▶ Task objective
Scan the records for the string "example"; copy each line where it occurs.

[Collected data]
[Start of section]

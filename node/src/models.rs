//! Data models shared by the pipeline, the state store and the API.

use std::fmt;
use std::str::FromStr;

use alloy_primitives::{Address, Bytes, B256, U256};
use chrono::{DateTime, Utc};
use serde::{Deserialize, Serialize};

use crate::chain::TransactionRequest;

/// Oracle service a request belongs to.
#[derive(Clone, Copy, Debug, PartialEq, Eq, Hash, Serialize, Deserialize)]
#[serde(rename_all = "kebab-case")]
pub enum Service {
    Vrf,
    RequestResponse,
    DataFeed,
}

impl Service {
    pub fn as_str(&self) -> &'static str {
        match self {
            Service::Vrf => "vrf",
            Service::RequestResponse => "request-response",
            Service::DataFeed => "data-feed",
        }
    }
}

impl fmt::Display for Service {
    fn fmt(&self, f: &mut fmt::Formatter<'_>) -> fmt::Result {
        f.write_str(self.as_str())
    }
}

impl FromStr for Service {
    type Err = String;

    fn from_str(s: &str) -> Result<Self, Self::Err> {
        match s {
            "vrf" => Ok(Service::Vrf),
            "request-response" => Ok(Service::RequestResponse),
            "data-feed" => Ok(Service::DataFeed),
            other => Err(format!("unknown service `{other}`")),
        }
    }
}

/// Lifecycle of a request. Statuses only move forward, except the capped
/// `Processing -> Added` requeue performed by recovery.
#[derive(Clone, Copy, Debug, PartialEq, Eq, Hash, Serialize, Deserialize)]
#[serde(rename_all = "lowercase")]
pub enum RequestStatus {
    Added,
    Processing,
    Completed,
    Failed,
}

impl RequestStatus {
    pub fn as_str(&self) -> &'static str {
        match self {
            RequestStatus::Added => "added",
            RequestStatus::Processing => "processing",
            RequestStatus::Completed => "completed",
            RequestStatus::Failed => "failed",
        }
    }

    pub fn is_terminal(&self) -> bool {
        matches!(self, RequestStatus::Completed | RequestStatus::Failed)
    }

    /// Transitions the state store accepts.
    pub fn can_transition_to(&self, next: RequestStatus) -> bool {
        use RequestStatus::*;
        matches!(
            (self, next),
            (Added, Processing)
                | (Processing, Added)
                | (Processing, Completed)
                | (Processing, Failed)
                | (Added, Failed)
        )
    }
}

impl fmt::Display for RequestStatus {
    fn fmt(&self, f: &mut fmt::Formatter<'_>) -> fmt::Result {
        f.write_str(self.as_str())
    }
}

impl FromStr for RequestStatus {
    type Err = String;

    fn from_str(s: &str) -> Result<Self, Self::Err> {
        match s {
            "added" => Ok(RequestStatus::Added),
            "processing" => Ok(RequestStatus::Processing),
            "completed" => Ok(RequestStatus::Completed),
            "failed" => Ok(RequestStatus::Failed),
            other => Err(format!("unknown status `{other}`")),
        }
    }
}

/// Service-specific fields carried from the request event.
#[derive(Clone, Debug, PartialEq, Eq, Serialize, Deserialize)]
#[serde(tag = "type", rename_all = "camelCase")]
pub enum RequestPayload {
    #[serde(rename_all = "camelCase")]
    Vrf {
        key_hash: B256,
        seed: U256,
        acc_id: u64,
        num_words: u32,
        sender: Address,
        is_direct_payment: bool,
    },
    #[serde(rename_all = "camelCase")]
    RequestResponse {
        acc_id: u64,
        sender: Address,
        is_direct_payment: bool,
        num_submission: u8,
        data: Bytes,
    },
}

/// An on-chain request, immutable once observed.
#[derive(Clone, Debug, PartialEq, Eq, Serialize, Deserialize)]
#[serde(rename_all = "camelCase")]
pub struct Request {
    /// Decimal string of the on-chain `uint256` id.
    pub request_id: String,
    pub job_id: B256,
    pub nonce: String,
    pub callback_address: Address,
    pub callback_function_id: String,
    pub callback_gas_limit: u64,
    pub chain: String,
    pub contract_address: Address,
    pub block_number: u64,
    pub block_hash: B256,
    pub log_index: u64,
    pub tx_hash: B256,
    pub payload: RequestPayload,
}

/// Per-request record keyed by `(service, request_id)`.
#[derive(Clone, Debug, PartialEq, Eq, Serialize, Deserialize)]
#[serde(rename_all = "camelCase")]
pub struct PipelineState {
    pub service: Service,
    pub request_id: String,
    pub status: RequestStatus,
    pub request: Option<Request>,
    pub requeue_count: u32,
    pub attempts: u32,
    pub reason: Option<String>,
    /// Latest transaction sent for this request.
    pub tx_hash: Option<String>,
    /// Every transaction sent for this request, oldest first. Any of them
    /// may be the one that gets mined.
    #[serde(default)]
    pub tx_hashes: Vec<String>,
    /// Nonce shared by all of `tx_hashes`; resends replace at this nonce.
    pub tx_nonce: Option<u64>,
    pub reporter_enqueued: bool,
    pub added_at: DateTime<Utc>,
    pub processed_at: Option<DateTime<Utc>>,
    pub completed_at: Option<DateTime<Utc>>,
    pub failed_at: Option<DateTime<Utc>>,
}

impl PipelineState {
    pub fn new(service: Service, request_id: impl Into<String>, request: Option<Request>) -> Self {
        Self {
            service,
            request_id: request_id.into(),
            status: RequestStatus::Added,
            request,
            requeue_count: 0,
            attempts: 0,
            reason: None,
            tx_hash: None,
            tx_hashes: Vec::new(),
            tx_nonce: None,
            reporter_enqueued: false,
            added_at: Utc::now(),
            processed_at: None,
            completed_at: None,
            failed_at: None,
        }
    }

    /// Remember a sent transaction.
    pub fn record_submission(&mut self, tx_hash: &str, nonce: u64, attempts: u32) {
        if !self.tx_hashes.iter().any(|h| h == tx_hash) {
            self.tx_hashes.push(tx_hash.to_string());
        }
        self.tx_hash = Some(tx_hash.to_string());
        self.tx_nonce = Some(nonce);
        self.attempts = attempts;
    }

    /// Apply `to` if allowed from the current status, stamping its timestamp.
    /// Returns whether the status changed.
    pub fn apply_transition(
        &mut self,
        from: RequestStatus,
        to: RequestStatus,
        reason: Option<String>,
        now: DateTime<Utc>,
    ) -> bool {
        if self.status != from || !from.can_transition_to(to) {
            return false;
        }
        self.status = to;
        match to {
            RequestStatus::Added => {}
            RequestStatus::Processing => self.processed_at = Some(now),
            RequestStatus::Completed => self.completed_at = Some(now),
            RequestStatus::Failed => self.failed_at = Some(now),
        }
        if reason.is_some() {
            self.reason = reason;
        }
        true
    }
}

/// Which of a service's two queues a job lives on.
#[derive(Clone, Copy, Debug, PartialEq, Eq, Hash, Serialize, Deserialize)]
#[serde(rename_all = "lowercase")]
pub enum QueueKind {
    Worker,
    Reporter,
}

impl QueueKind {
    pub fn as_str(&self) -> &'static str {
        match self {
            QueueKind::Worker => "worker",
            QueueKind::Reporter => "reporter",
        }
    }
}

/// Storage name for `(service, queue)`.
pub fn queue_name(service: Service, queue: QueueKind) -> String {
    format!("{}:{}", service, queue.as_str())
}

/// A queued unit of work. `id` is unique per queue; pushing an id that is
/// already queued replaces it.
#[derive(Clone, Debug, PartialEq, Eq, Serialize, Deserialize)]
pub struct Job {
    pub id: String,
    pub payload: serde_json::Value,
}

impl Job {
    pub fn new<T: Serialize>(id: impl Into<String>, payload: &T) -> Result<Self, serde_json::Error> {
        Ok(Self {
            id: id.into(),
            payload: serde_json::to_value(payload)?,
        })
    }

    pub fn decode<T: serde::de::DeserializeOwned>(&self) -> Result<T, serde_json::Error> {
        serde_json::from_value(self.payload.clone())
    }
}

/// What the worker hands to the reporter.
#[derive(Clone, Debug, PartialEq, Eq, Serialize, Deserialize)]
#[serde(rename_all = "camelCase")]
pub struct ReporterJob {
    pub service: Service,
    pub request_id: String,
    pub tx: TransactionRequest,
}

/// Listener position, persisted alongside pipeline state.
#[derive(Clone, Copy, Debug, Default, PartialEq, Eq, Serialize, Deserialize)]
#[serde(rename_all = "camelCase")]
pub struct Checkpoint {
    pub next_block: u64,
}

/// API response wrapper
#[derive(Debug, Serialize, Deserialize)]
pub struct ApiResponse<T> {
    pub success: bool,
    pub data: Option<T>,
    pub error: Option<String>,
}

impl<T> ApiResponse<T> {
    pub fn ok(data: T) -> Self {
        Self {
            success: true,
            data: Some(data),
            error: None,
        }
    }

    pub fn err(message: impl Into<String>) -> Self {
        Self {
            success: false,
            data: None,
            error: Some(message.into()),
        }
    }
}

[End of section]
[Start of section]

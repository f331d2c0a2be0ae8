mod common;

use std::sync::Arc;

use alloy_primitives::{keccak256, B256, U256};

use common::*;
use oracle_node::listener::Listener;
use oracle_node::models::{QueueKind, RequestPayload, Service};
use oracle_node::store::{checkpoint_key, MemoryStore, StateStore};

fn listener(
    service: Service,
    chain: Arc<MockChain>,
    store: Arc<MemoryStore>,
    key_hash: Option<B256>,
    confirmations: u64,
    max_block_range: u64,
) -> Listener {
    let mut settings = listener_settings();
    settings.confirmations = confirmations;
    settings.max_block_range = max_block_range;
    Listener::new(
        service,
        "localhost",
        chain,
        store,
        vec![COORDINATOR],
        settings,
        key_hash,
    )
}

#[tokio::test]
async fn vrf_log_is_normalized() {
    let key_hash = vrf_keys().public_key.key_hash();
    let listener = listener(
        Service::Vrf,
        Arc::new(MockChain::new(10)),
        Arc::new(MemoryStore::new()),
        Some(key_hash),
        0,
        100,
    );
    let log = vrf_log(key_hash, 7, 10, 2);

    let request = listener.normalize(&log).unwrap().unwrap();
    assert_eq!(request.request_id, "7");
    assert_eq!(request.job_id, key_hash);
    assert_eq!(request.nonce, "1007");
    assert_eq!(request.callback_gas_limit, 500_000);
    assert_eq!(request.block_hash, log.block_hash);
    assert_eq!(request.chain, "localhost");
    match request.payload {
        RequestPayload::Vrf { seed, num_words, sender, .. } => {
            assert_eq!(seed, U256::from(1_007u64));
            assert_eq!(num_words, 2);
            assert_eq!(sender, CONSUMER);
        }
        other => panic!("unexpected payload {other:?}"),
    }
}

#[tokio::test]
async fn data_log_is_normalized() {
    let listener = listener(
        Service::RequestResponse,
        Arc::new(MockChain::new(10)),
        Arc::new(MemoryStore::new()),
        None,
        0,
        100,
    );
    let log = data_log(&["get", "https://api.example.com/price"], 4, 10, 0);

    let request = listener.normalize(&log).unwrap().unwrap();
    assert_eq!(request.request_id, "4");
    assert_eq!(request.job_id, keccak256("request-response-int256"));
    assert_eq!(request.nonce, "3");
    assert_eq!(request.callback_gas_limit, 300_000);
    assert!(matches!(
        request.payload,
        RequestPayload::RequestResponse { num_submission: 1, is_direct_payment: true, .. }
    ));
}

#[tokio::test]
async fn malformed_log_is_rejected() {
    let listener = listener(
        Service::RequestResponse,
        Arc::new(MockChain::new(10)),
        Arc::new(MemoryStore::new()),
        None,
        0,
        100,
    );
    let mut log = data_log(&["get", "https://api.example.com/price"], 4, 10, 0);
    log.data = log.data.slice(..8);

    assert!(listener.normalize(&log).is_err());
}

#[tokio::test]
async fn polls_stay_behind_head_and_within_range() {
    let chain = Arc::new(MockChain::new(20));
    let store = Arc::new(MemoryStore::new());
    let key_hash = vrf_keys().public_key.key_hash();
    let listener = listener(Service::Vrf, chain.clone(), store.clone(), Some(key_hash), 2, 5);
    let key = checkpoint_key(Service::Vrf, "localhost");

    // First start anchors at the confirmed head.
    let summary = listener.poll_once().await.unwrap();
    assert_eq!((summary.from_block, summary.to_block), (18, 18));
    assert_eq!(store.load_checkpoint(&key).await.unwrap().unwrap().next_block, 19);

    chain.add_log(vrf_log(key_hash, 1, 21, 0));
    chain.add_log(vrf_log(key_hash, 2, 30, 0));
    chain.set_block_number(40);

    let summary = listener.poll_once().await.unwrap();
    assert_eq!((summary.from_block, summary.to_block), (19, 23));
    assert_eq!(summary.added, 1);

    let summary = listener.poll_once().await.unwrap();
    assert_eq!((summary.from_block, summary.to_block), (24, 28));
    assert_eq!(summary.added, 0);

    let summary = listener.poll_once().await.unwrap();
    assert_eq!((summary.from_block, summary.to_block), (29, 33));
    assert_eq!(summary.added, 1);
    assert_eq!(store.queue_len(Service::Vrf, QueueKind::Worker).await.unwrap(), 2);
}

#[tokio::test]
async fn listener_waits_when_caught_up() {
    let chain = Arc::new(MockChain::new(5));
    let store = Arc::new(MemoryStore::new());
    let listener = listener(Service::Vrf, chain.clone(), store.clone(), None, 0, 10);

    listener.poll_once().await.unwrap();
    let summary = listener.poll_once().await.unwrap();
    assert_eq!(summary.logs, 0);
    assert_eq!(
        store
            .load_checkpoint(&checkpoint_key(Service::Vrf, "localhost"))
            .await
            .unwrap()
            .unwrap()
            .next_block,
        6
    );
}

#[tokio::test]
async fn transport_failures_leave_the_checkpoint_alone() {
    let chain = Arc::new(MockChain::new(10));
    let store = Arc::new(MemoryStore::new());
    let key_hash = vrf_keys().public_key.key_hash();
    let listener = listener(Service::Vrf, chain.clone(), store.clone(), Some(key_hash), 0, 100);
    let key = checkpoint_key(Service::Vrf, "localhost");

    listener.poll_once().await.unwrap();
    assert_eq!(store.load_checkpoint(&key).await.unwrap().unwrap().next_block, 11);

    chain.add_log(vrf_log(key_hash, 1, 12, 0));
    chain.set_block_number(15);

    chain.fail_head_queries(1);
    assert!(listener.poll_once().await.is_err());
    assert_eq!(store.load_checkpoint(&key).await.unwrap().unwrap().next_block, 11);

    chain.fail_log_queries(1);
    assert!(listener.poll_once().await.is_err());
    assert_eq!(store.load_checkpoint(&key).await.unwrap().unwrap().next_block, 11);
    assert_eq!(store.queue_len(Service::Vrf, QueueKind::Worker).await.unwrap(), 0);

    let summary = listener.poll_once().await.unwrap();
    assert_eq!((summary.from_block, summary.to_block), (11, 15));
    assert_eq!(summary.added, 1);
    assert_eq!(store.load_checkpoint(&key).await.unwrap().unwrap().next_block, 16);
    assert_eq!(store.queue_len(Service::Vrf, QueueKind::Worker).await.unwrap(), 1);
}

[End of section]

▶ Solution
    let log = data_log(&["get", "https://api.example.com/price"], 4, 10, 0);
    let mut log = data_log(&["get", "https://api.example.com/price"], 4, 10, 0);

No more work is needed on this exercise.